▶ _AIM OF THE TASK_: Throughout the records below, find each line holding "move" and copy it.

(Saved data entries)
※

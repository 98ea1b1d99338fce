//! One-shot timers dispatched onto a task executor.
//!
//! A [`TimerService`] owns a dedicated thread with a deadline heap. Each
//! [`UniqueTimer`] is one-shot and generation-tagged: re-arming or stopping
//! bumps the generation, so an already-queued expiry for an older arm is
//! discarded when it surfaces. Expiry callbacks never run on the service
//! thread; they are posted to the executor the timer was created with, which
//! keeps all timer-driven state mutation on the owning UE executor.

use std::cmp::Ordering;
use std::collections::BinaryHeap;
use std::sync::Arc;
use std::thread::{self, JoinHandle};
use std::time::{Duration, Instant};

use parking_lot::{Condvar, Mutex};

use crate::exec::TaskExecutor;

type TimerCallback = Arc<dyn Fn() + Send + Sync + 'static>;

struct TimerShared {
    state: Mutex<TimerState>,
    executor: Arc<dyn TaskExecutor>,
}

struct TimerState {
    duration: Duration,
    callback: Option<TimerCallback>,
    generation: u64,
    running: bool,
}

struct HeapEntry {
    deadline: Instant,
    seq: u64,
    generation: u64,
    timer: Arc<TimerShared>,
}

impl PartialEq for HeapEntry {
    fn eq(&self, other: &Self) -> bool {
        self.deadline == other.deadline && self.seq == other.seq
    }
}

impl Eq for HeapEntry {}

impl PartialOrd for HeapEntry {
    fn partial_cmp(&self, other: &Self) -> Option<Ordering> {
        Some(self.cmp(other))
    }
}

impl Ord for HeapEntry {
    fn cmp(&self, other: &Self) -> Ordering {
        // Reversed: BinaryHeap is a max-heap, the earliest deadline must win.
        other
            .deadline
            .cmp(&self.deadline)
            .then_with(|| other.seq.cmp(&self.seq))
    }
}

struct ServiceInner {
    heap: Mutex<ServiceState>,
    cond: Condvar,
}

struct ServiceState {
    entries: BinaryHeap<HeapEntry>,
    next_seq: u64,
    shutdown: bool,
}

/// Timer engine shared by all bearers of a cell or test.
pub struct TimerService {
    inner: Arc<ServiceInner>,
    handle: Mutex<Option<JoinHandle<()>>>,
}

impl TimerService {
    pub fn new() -> Arc<Self> {
        let inner = Arc::new(ServiceInner {
            heap: Mutex::new(ServiceState {
                entries: BinaryHeap::new(),
                next_seq: 0,
                shutdown: false,
            }),
            cond: Condvar::new(),
        });
        let thread_inner = Arc::clone(&inner);
        let handle = thread::Builder::new()
            .name("timer-svc".to_string())
            .spawn(move || Self::run(thread_inner))
            .expect("failed to spawn timer thread");
        Arc::new(Self {
            inner,
            handle: Mutex::new(Some(handle)),
        })
    }

    fn run(inner: Arc<ServiceInner>) {
        let mut state = inner.heap.lock();
        loop {
            if state.shutdown {
                return;
            }
            let now = Instant::now();
            let next_deadline = state.entries.peek().map(|e| e.deadline);
            match next_deadline {
                Some(deadline) if deadline <= now => {
                    let entry = state.entries.pop().unwrap();
                    drop(state);
                    Self::fire(entry);
                    state = inner.heap.lock();
                }
                Some(deadline) => {
                    inner.cond.wait_until(&mut state, deadline);
                }
                None => {
                    inner.cond.wait(&mut state);
                }
            }
        }
    }

    fn fire(entry: HeapEntry) {
        let mut timer_state = entry.timer.state.lock();
        if timer_state.generation != entry.generation || !timer_state.running {
            return;
        }
        timer_state.running = false;
        let callback = timer_state.callback.clone();
        drop(timer_state);
        if let Some(callback) = callback {
            entry.timer.executor.execute(Box::new(move || callback()));
        }
    }

    /// Current tick point; arrival times recorded against this clock drive
    /// the discard-timer arithmetic.
    pub fn now(&self) -> Instant {
        Instant::now()
    }

    pub fn stop(&self) {
        {
            let mut state = self.inner.heap.lock();
            state.shutdown = true;
        }
        self.cond_notify();
        if let Some(handle) = self.handle.lock().take() {
            let _ = handle.join();
        }
    }

    fn cond_notify(&self) {
        self.inner.cond.notify_all();
    }
}

impl Drop for TimerService {
    fn drop(&mut self) {
        self.stop();
    }
}

/// Creates timers bound to one executor, so every expiry callback of a
/// bearer runs serialized with the rest of its state handling.
#[derive(Clone)]
pub struct TimerFactory {
    pub service: Arc<TimerService>,
    pub executor: Arc<dyn TaskExecutor>,
}

impl TimerFactory {
    pub fn new(service: Arc<TimerService>, executor: Arc<dyn TaskExecutor>) -> Self {
        Self { service, executor }
    }

    pub fn create_timer(&self) -> UniqueTimer {
        UniqueTimer {
            shared: Arc::new(TimerShared {
                state: Mutex::new(TimerState {
                    duration: Duration::ZERO,
                    callback: None,
                    generation: 0,
                    running: false,
                }),
                executor: Arc::clone(&self.executor),
            }),
            service: Arc::clone(&self.service),
        }
    }
}

/// One-shot timer handle.
pub struct UniqueTimer {
    shared: Arc<TimerShared>,
    service: Arc<TimerService>,
}

impl UniqueTimer {
    /// Sets duration and expiry callback. Does not arm the timer.
    pub fn set<F: Fn() + Send + Sync + 'static>(&self, duration: Duration, callback: F) {
        let mut state = self.shared.state.lock();
        state.duration = duration;
        state.callback = Some(Arc::new(callback));
    }

    /// Updates the duration used by the next `run`, keeping the callback.
    pub fn set_duration(&self, duration: Duration) {
        self.shared.state.lock().duration = duration;
    }

    /// Arms the timer for its configured duration, replacing any pending arm.
    pub fn run(&self) {
        let (deadline, generation) = {
            let mut state = self.shared.state.lock();
            state.generation += 1;
            state.running = true;
            (Instant::now() + state.duration, state.generation)
        };
        let mut svc = self.service.inner.heap.lock();
        let seq = svc.next_seq;
        svc.next_seq += 1;
        svc.entries.push(HeapEntry {
            deadline,
            seq,
            generation,
            timer: Arc::clone(&self.shared),
        });
        drop(svc);
        self.service.cond_notify();
    }

    pub fn stop(&self) {
        let mut state = self.shared.state.lock();
        state.generation += 1;
        state.running = false;
    }

    pub fn is_running(&self) -> bool {
        self.shared.state.lock().running
    }

    pub fn now(&self) -> Instant {
        self.service.now()
    }
}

※

▶ _OUTPUT BELOW_:
            .spawn(move || Self::run(thread_inner))
            entry.timer.executor.execute(Box::new(move || callback()));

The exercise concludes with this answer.